Subject Re: [firebird-support] Re: Firebird Usage Load Problem
Author David Johnson
On Thu, 2005-07-14 at 23:39 +0000, Maurice Ling wrote:
> script A: loads new data into PMC_* tables, process raw text and
> inserts results into TEXT_REPLACE_ABSTRACT and
> TEXT_REPLACE_ABSTRACT_UPRO tables. Does that 300 times. Then do a
> select * from TEXT_REPLACE_ABSTRACT_UPRO, process each record, then
> insert the results into ML_SVO table and delete the processed record
> from TEXT_REPLACE_ABSTRACT_UPRO table. [this script is a pure CPU
> eater. FB process called from this runs at 99.7% without any drop in
> intensity.]
>
I would like to dig into this script a bit.

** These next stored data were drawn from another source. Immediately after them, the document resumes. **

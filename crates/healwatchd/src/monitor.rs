//! `healwatchd run` — wire the subsystems together and monitor until stopped.

use std::path::Path;
use std::sync::Arc;
use std::time::{SystemTime, UNIX_EPOCH};

use anyhow::Context;
use tokio::sync::watch;
use tracing::{error, info, warn};

use healwatch_core::{HealwatchConfig, MonitorSettings};
use healwatch_health::{Orchestrator, OrchestratorOptions, Scheduler};
use healwatch_notify::{LogNotifier, Notifier, WebhookNotifier};
use healwatch_state::StateStore;

/// Load and validate the config file. Every problem here is fatal.
pub fn load_settings(path: &Path) -> anyhow::Result<MonitorSettings> {
    let config = HealwatchConfig::from_file(path)?;
    let settings = config
        .resolve()
        .with_context(|| format!("invalid configuration in {}", path.display()))?;
    Ok(settings)
}

/// Open the store, creating its parent directory if needed.
pub fn open_store(settings: &MonitorSettings) -> anyhow::Result<StateStore> {
    if let Some(parent) = settings.store_path.parent() {
        if !parent.as_os_str().is_empty() {
            std::fs::create_dir_all(parent)
                .with_context(|| format!("creating {}", parent.display()))?;
        }
    }
    let store = StateStore::open(&settings.store_path)
        .with_context(|| format!("opening store at {}", settings.store_path.display()))?;
    info!(path = %settings.store_path.display(), "incident store opened");
    Ok(store)
}

fn build_notifier(settings: &MonitorSettings) -> anyhow::Result<Arc<dyn Notifier>> {
    match &settings.webhook_url {
        Some(url) => {
            let notifier = WebhookNotifier::new(url.as_str(), settings.notify_timeout)
                .context("building webhook client")?;
            info!(timeout_ms = settings.notify_timeout.as_millis() as u64, "webhook notifier enabled");
            Ok(Arc::new(notifier))
        }
        None => {
            info!("no webhook configured, alerts go to the log only");
            Ok(Arc::new(LogNotifier))
        }
    }
}

/// Drop probe history older than the configured retention. Soft failure.
fn prune_history(store: &StateStore, settings: &MonitorSettings) {
    let Some(retention) = settings.history_retention else {
        return;
    };
    let now = SystemTime::now()
        .duration_since(UNIX_EPOCH)
        .unwrap_or_default()
        .as_secs();
    let cutoff = now.saturating_sub(retention.as_secs());
    match store.prune_checks_before(cutoff) {
        Ok(0) => {}
        Ok(removed) => info!(removed, cutoff, "pruned probe history"),
        Err(e) => warn!(error = %e, "failed to prune probe history"),
    }
}

pub async fn run(config_path: &Path) -> anyhow::Result<()> {
    info!(config = %config_path.display(), "healwatch daemon starting");

    let settings = load_settings(config_path)?;
    let store = open_store(&settings)?;
    prune_history(&store, &settings);

    match store.list_open_incidents() {
        Ok(open) if !open.is_empty() => {
            warn!(count = open.len(), "incidents left open by a previous run");
        }
        Ok(_) => {}
        Err(e) => warn!(error = %e, "failed to read open incidents"),
    }

    let notifier = build_notifier(&settings)?;
    let orchestrator = Orchestrator::new(settings.services.clone(), Arc::new(store), notifier)
        .with_options(OrchestratorOptions {
            verify_recovery: settings.verify_recovery,
            record_checks: settings.record_checks,
            notify_timeout: settings.notify_timeout,
        });
    for spec in orchestrator.services() {
        info!(
            service = %spec.name,
            probe = %spec.probe.target(),
            recovery = spec.recovery.as_deref().unwrap_or("-"),
            "monitoring service"
        );
    }

    // ── Shutdown signal ────────────────────────────────────────

    let (shutdown_tx, shutdown_rx) = watch::channel(false);
    let scheduler = Scheduler::new(orchestrator, settings.interval);
    let handle = tokio::spawn(scheduler.run(shutdown_rx));

    shutdown_signal().await;
    info!("shutdown signal received, finishing in-flight tick");
    let _ = shutdown_tx.send(true);

    let orchestrator = handle.await.context("scheduler task failed")?;
    for state in orchestrator.snapshot() {
        info!(
            service = %state.name,
            status = %state.status,
            attempts = state.attempts,
            open_incident = ?state.open_incident,
            "final state"
        );
    }

    info!("healwatch daemon stopped");
    Ok(())
}

/// Resolves on Ctrl-C or, on Unix, SIGTERM.
async fn shutdown_signal() {
    let ctrl_c = async {
        if let Err(e) = tokio::signal::ctrl_c().await {
            error!(error = %e, "failed to install Ctrl-C handler");
            std::future::pending::<()>().await;
        }
    };

    #[cfg(unix)]
    let terminate = async {
        use tokio::signal::unix::{signal, SignalKind};
        match signal(SignalKind::terminate()) {
            Ok(mut sigterm) => {
                sigterm.recv().await;
            }
            Err(e) => {
                error!(error = %e, "failed to install SIGTERM handler");
                std::future::pending::<()>().await;
            }
        }
    };

    #[cfg(not(unix))]
    let terminate = std::future::pending::<()>();

    tokio::select! {
        _ = ctrl_c => {}
        _ = terminate => {}
    }
}
//! Incident store errors. Callers treat all of them as soft failures.

use std::path::PathBuf;

use thiserror::Error;

use crate::types::IncidentId;

pub type StateResult<T> = Result<T, StateError>;

#[derive(Debug, Error)]
pub enum StateError {
    #[error("cannot open incident store: {0}")]
    Open(String),

    #[error("incident store {} is locked by another process", .0.display())]
    Locked(PathBuf),

    #[error("store transaction failed: {0}")]
    Transaction(String),

    #[error("cannot open store table: {0}")]
    Table(String),

    #[error("store read failed: {0}")]
    Read(String),

    #[error("store write failed: {0}")]
    Write(String),

    #[error("cannot encode record: {0}")]
    Serialize(String),

    #[error("corrupt record: {0}")]
    Deserialize(String),

    #[error("no incident with id {0}")]
    NotFound(IncidentId),

    #[error("incident {0} was already closed")]
    AlreadyClosed(IncidentId),
}

impl StateError {
    /// The store itself is unusable, as opposed to a missing or closed record.
    pub fn is_storage_failure(&self) -> bool {
        !matches!(self, StateError::NotFound(_) | StateError::AlreadyClosed(_))
    }
}
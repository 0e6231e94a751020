//! healwatchd — the healwatch daemon.
//!
//! Single binary that loads `healwatch.toml`, opens the incident store, and
//! runs the monitoring loop until Ctrl-C or SIGTERM. A few one-shot
//! subcommands cover config validation and incident inspection.
//!
//! # Usage
//!
//! ```text
//! healwatchd --config /etc/healwatch.toml run
//! healwatchd check-config
//! healwatchd incidents --service nginx --open
//! healwatchd probe nginx
//! ```

mod commands;
mod monitor;

use std::path::PathBuf;

use clap::{Parser, Subcommand, ValueEnum};
use tracing_subscriber::EnvFilter;

const DEFAULT_LOG_FILTER: &str = "info,healwatch=debug,healwatchd=debug";

#[derive(Parser)]
#[command(name = "healwatchd", about = "Service health monitor with automated recovery")]
struct Cli {
    /// Path to the configuration file.
    #[arg(long, global = true, default_value = "healwatch.toml")]
    config: PathBuf,

    /// Log output format.
    #[arg(long, global = true, value_enum, default_value_t = LogFormat::Text)]
    log_format: LogFormat,

    #[command(subcommand)]
    command: Command,
}

#[derive(Debug, Clone, Copy, PartialEq, Eq, ValueEnum)]
enum LogFormat {
    Text,
    Json,
}

#[derive(Debug, Subcommand)]
enum Command {
    /// Monitor every configured service until interrupted.
    Run,

    /// Validate the configuration and print the service table.
    CheckConfig,

    /// Write a starter configuration file.
    Init {
        /// Overwrite an existing file.
        #[arg(long)]
        force: bool,
    },

    /// Print incident history as JSON lines.
    ///
    /// The store file is locked while `healwatchd run` is active. Stop the
    /// daemon first, or point --config at a config whose store is a copy.
    Incidents {
        /// Only incidents for this service.
        #[arg(long)]
        service: Option<String>,

        /// Only incidents that are still open.
        #[arg(long)]
        open: bool,
    },

    /// Probe one service once and print the outcome. Touches no state.
    Probe {
        /// Service name as configured.
        name: String,
    },
}

fn init_tracing(format: LogFormat) {
    let filter =
        EnvFilter::try_from_default_env().unwrap_or_else(|_| EnvFilter::new(DEFAULT_LOG_FILTER));
    // Logs go to stderr so subcommand output on stdout stays clean.
    let builder = tracing_subscriber::fmt()
        .with_env_filter(filter)
        .with_writer(std::io::stderr);
    match format {
        LogFormat::Json => builder.json().init(),
        LogFormat::Text => builder.init(),
    }
}

#[tokio::main]
async fn main() -> anyhow::Result<()> {
    let cli = Cli::parse();
    init_tracing(cli.log_format);

    match cli.command {
        Command::Run => monitor::run(&cli.config).await,
        Command::CheckConfig => commands::check_config(&cli.config),
        Command::Init { force } => commands::init(&cli.config, force),
        Command::Incidents { service, open } => {
            commands::incidents(&cli.config, service.as_deref(), open)
        }
        Command::Probe { name } => commands::probe(&cli.config, &name).await,
    }
}
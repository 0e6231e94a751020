//! healwatch-state — durable incident history for healwatch.
//!
//! Backed by [redb](https://docs.rs/redb). Each incident open/close and each
//! probe-history row is a single write transaction, so a crash mid-write
//! leaves either the old record or the new one, never a torn one.
//!
//! The orchestrator talks to the store through the [`IncidentStore`] trait;
//! [`StateStore`] is the production implementation and is `Clone + Send +
//! Sync` (backed by `Arc<Database>`).

pub mod error;
pub mod store;
pub mod tables;
pub mod types;

pub use error::{StateError, StateResult};
pub use store::{IncidentStore, StateStore};
pub use types::*;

Which part of this script eats the CPU? What is the timing of each
step?

It appears that the script has these distinct phases (Pseudocode
follows)

repeat 300 times (more or less){
Python: retrieve data from <<source: text files>>
Firebird: Insert data into PMC_* tables
Python: process text
Firebird: insert row(s) into TEXT_REPLACE_ABSTRACT
Firebird: insert row(s) into TEXT_REPLACE_ABSTRACT_UPRO
}

Firebird: select all rows from TEXT_REPLACE_ABSTRACT_UPRO
Python: for every record in result set (870k rows more or less) {

Python: process row text
Firebird: insert row(s) into ML_SVO
Firebird: delete row from TEXT_REPLACE_ABSTRACT_UPRO
}

How long does each part of the script take?
Can the script be multi-threaded?
Where are your commit points?